I know of one local TKD instructor who has, in the 20+ years I've known of him:

Dated a HS ex-gf of mine after we split up. She was ~15, he was in his late 20s.
Spin-kicked a man in the head who was so drunk he could barely stand, in front of two friends of mine. They both left his school shortly after.
Sparred too agressively with a white belt who later trained with me in the Bujinkan. He damaged his knee, and the guy was still having problems with it 15 years later.
I haven't heard anything about him lately, so maybe he did the world a favor and kicked off without reproducing.


----------



## SFC JeffJ (Sep 4, 2006)

My wifes instuctors would regale their students of tales of their "exploits".  Usually getting involved in bar brawls.  Then they would wonder why those same students would get into fights.  

Go figure,

Jeff


----------



## Kacey (Sep 4, 2006)

I had a potential student come into my class years ago, and when I asked her about previous experience, she gave me the name of another facility in town.  When I asked how long ago she had left, and why, she told me that, in addition to being a student there, she had been a secretary, and had heard (and in one case witnessed) the senior instructor taking small children of both genders back into a close room, followed by abuse cases that were generally dismissed with undisclosed cash awards.  After calling the police following the event she witnessed, she found another job - both in disgust and in fear she'd be fired for reporting it.  That's probably the worst thing I've heard... it makes me nauseous thinking about it.


----------



## KenpoSterre (Sep 4, 2006)

thats just gross and sick! the people of this world.  If you don'tmind me asking was it physicall or sexual abuse. I guess it doesn't matter becaue both of them are inappropriate. To think that thingsl ike this exist in society. Abusing children! I want to go over their and kick that guys butt!


----------



## MJS (Sep 4, 2006)

Thread moved to Horror Stories.

Mike Slosek
MT Supermod


----------



## Ceicei (Sep 4, 2006)

I realize this may not necessarily be along what you were asking (about what instructors say and do), but some of the things that happen *to* instructors can be wrong.

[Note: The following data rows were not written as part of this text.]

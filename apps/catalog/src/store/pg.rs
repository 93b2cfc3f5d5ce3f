//! PostgreSQL catalog store.
//!
//! Upserts are single-statement `INSERT … ON CONFLICT DO UPDATE` keyed on
//! the natural slug, with `RETURNING (xmax = 0)` distinguishing a fresh
//! insert (xmax is zero only for rows no transaction has touched) from an
//! overwrite. Non-key fields are fully overwritten; `is_active` is not —
//! deactivation is an operator action a sync must not silently undo.

use async_trait::async_trait;
use sqlx::PgPool;
use uuid::Uuid;

use crate::errors::CatalogError;
use crate::models::{
    ParsedLanguage, ParsedSkill, ProgrammingLanguageRow, SkillType, TechAreaRow, TechNicheRow,
    TechSkillRow,
};
use crate::store::{CatalogStore, UpsertOutcome};
use crate::taxonomy::{AreaSeed, NicheSeed};

pub struct PgCatalogStore {
    pool: PgPool,
}

impl PgCatalogStore {
    pub fn new(pool: PgPool) -> Self {
        Self { pool }
    }
}

fn outcome(inserted: bool) -> UpsertOutcome {
    if inserted {
        UpsertOutcome::Inserted
    } else {
        UpsertOutcome::Updated
    }
}

#[async_trait]
impl CatalogStore for PgCatalogStore {
    async fn upsert_area(&self, area: &AreaSeed) -> Result<UpsertOutcome, CatalogError> {
        let inserted: bool = sqlx::query_scalar(
            r#"
            INSERT INTO tech_areas (id, area_type, name_en, name_pt, icon, color, sort_order)
            VALUES ($1, $2, $3, $4, $5, $6, $7)
            ON CONFLICT (area_type) DO UPDATE SET
                name_en = EXCLUDED.name_en,
                name_pt = EXCLUDED.name_pt,
                icon = EXCLUDED.icon,
                color = EXCLUDED.color,
                sort_order = EXCLUDED.sort_order,
                updated_at = now()
            RETURNING (xmax = 0)
            "#,
        )
        .bind(Uuid::new_v4())
        .bind(area.area_type)
        .bind(area.name_en)
        .bind(area.name_pt)
        .bind(area.icon)
        .bind(area.color)
        .bind(area.sort_order)
        .fetch_one(&self.pool)
        .await?;

        Ok(outcome(inserted))
    }

    async fn upsert_niche(&self, niche: &NicheSeed) -> Result<UpsertOutcome, CatalogError> {
        let inserted: bool = sqlx::query_scalar(
            r#"
            INSERT INTO tech_niches (id, slug, area_type, name_en, name_pt, icon, sort_order)
            VALUES ($1, $2, $3, $4, $5, $6, $7)
            ON CONFLICT (slug) DO UPDATE SET
                area_type = EXCLUDED.area_type,
                name_en = EXCLUDED.name_en,
                name_pt = EXCLUDED.name_pt,
                icon = EXCLUDED.icon,
                sort_order = EXCLUDED.sort_order,
                updated_at = now()
            RETURNING (xmax = 0)
            "#,
        )
        .bind(Uuid::new_v4())
        .bind(niche.slug)
        .bind(niche.area_type)
        .bind(niche.name_en)
        .bind(niche.name_pt)
        .bind(niche.icon)
        .bind(niche.sort_order)
        .fetch_one(&self.pool)
        .await?;

        Ok(outcome(inserted))
    }

    async fn upsert_language(
        &self,
        language: &ParsedLanguage,
    ) -> Result<UpsertOutcome, CatalogError> {
        let inserted: bool = sqlx::query_scalar(
            r#"
            INSERT INTO programming_languages
                (id, slug, name_en, name_local, color, website, typing,
                 aliases, file_extensions, paradigms, popularity)
            VALUES ($1, $2, $3, $4, $5, $6, $7, $8, $9, $10, $11)
            ON CONFLICT (slug) DO UPDATE SET
                name_en = EXCLUDED.name_en,
                name_local = EXCLUDED.name_local,
                color = EXCLUDED.color,
                website = EXCLUDED.website,
                typing = EXCLUDED.typing,
                aliases = EXCLUDED.aliases,
                file_extensions = EXCLUDED.file_extensions,
                paradigms = EXCLUDED.paradigms,
                popularity = EXCLUDED.popularity,
                updated_at = now()
            RETURNING (xmax = 0)
            "#,
        )
        .bind(Uuid::new_v4())
        .bind(&language.slug)
        .bind(&language.name_en)
        .bind(&language.name_local)
        .bind(&language.color)
        .bind(&language.website)
        .bind(&language.typing)
        .bind(&language.aliases)
        .bind(&language.file_extensions)
        .bind(&language.paradigms)
        .bind(language.popularity)
        .fetch_one(&self.pool)
        .await?;

        Ok(outcome(inserted))
    }

    async fn upsert_skill(&self, skill: &ParsedSkill) -> Result<UpsertOutcome, CatalogError> {
        let niche_id: Option<Uuid> = match &skill.niche_slug {
            Some(slug) => {
                sqlx::query_scalar("SELECT id FROM tech_niches WHERE slug = $1")
                    .bind(slug)
                    .fetch_optional(&self.pool)
                    .await?
            }
            None => None,
        };

        let inserted: bool = sqlx::query_scalar(
            r#"
            INSERT INTO tech_skills
                (id, slug, name_en, name_local, skill_type, niche_id, color,
                 aliases, keywords, popularity)
            VALUES ($1, $2, $3, $4, $5, $6, $7, $8, $9, $10)
            ON CONFLICT (slug) DO UPDATE SET
                name_en = EXCLUDED.name_en,
                name_local = EXCLUDED.name_local,
                skill_type = EXCLUDED.skill_type,
                niche_id = EXCLUDED.niche_id,
                color = EXCLUDED.color,
                aliases = EXCLUDED.aliases,
                keywords = EXCLUDED.keywords,
                popularity = EXCLUDED.popularity,
                updated_at = now()
            RETURNING (xmax = 0)
            "#,
        )
        .bind(Uuid::new_v4())
        .bind(&skill.slug)
        .bind(&skill.name_en)
        .bind(&skill.name_local)
        .bind(skill.skill_type.as_str())
        .bind(niche_id)
        .bind(&skill.color)
        .bind(&skill.aliases)
        .bind(&skill.keywords)
        .bind(skill.popularity)
        .fetch_one(&self.pool)
        .await?;

        Ok(outcome(inserted))
    }

    async fn list_areas(&self) -> Result<Vec<TechAreaRow>, CatalogError> {
        let rows = sqlx::query_as("SELECT * FROM tech_areas ORDER BY sort_order")
            .fetch_all(&self.pool)
            .await?;
        Ok(rows)
    }

    async fn list_niches(&self) -> Result<Vec<TechNicheRow>, CatalogError> {
        let rows = sqlx::query_as(
            r#"
            SELECT n.* FROM tech_niches n
            JOIN tech_areas a ON a.area_type = n.area_type
            ORDER BY a.sort_order, n.sort_order
            "#,
        )
        .fetch_all(&self.pool)
        .await?;
        Ok(rows)
    }

    async fn list_niches_by_area(
        &self,
        area_type: &str,
    ) -> Result<Vec<TechNicheRow>, CatalogError> {
        let rows = sqlx::query_as(
            "SELECT * FROM tech_niches WHERE area_type = $1 ORDER BY sort_order",
        )
        .bind(area_type)
        .fetch_all(&self.pool)
        .await?;
        Ok(rows)
    }

    async fn list_languages(&self) -> Result<Vec<ProgrammingLanguageRow>, CatalogError> {
        let rows = sqlx::query_as(
            r#"
            SELECT * FROM programming_languages
            WHERE is_active
            ORDER BY popularity DESC, slug
            "#,
        )
        .fetch_all(&self.pool)
        .await?;
        Ok(rows)
    }

    async fn list_skills(&self) -> Result<Vec<TechSkillRow>, CatalogError> {
        let rows = sqlx::query_as(
            r#"
            SELECT * FROM tech_skills
            WHERE is_active
            ORDER BY popularity DESC, slug
            "#,
        )
        .fetch_all(&self.pool)
        .await?;
        Ok(rows)
    }

    async fn list_skills_by_niche(
        &self,
        niche_slug: &str,
    ) -> Result<Vec<TechSkillRow>, CatalogError> {
        let rows = sqlx::query_as(
            r#"
            SELECT s.* FROM tech_skills s
            JOIN tech_niches n ON n.id = s.niche_id
            WHERE n.slug = $1 AND s.is_active
            ORDER BY s.popularity DESC, s.slug
            "#,
        )
        .bind(niche_slug)
        .fetch_all(&self.pool)
        .await?;
        Ok(rows)
    }

    async fn list_skills_by_type(
        &self,
        skill_type: SkillType,
        limit: i64,
    ) -> Result<Vec<TechSkillRow>, CatalogError> {
        let rows = sqlx::query_as(
            r#"
            SELECT * FROM tech_skills
            WHERE skill_type = $1 AND is_active
            ORDER BY popularity DESC, slug
            LIMIT $2
            "#,
        )
        .bind(skill_type.as_str())
        .bind(limit)
        .fetch_all(&self.pool)
        .await?;
        Ok(rows)
    }
}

I know of a few occasions when a black belt has taught at a school for a couple of years or so, only to be dismissed simply because a parent may dislike that instructor, even if all other parents like him/her and there were no other issues involved (such as performance, instruction, or character problems).  The parent who dislikes the instructor and prefers the other ones there simply had more money, and the school needed that money more than the instructor.


----------



## Gary Crawford (Sep 4, 2006)

I used to be student of Prof. Gary Dill. I have a long list of bad behavior executed by him. The one that stands out the most was when he was testing a student for ist black sash. It was during the oral quiz portion.  The student had a bad case of nerves(with Dill feeds on) and drew a complete blank. This guy knew the answer and Dill knew it,so the Prof. asked him if he wanted to pass the test. He said "yes". Dill then retrieved a cape and made this guy run around the building for 15 minutes,wearing the cape and yelling " I am a moron!!"  with his wife and child watching.


----------



## matt.m (Sep 4, 2006)

I once was studying with a guy in judo.  Arrogance is not a big thing in Moo Sul Kwan, where my dad is a master.  Anyway we had a new whitebelt, they said they had prior experience, so the new student happens to be a 105lb 5'2 woman.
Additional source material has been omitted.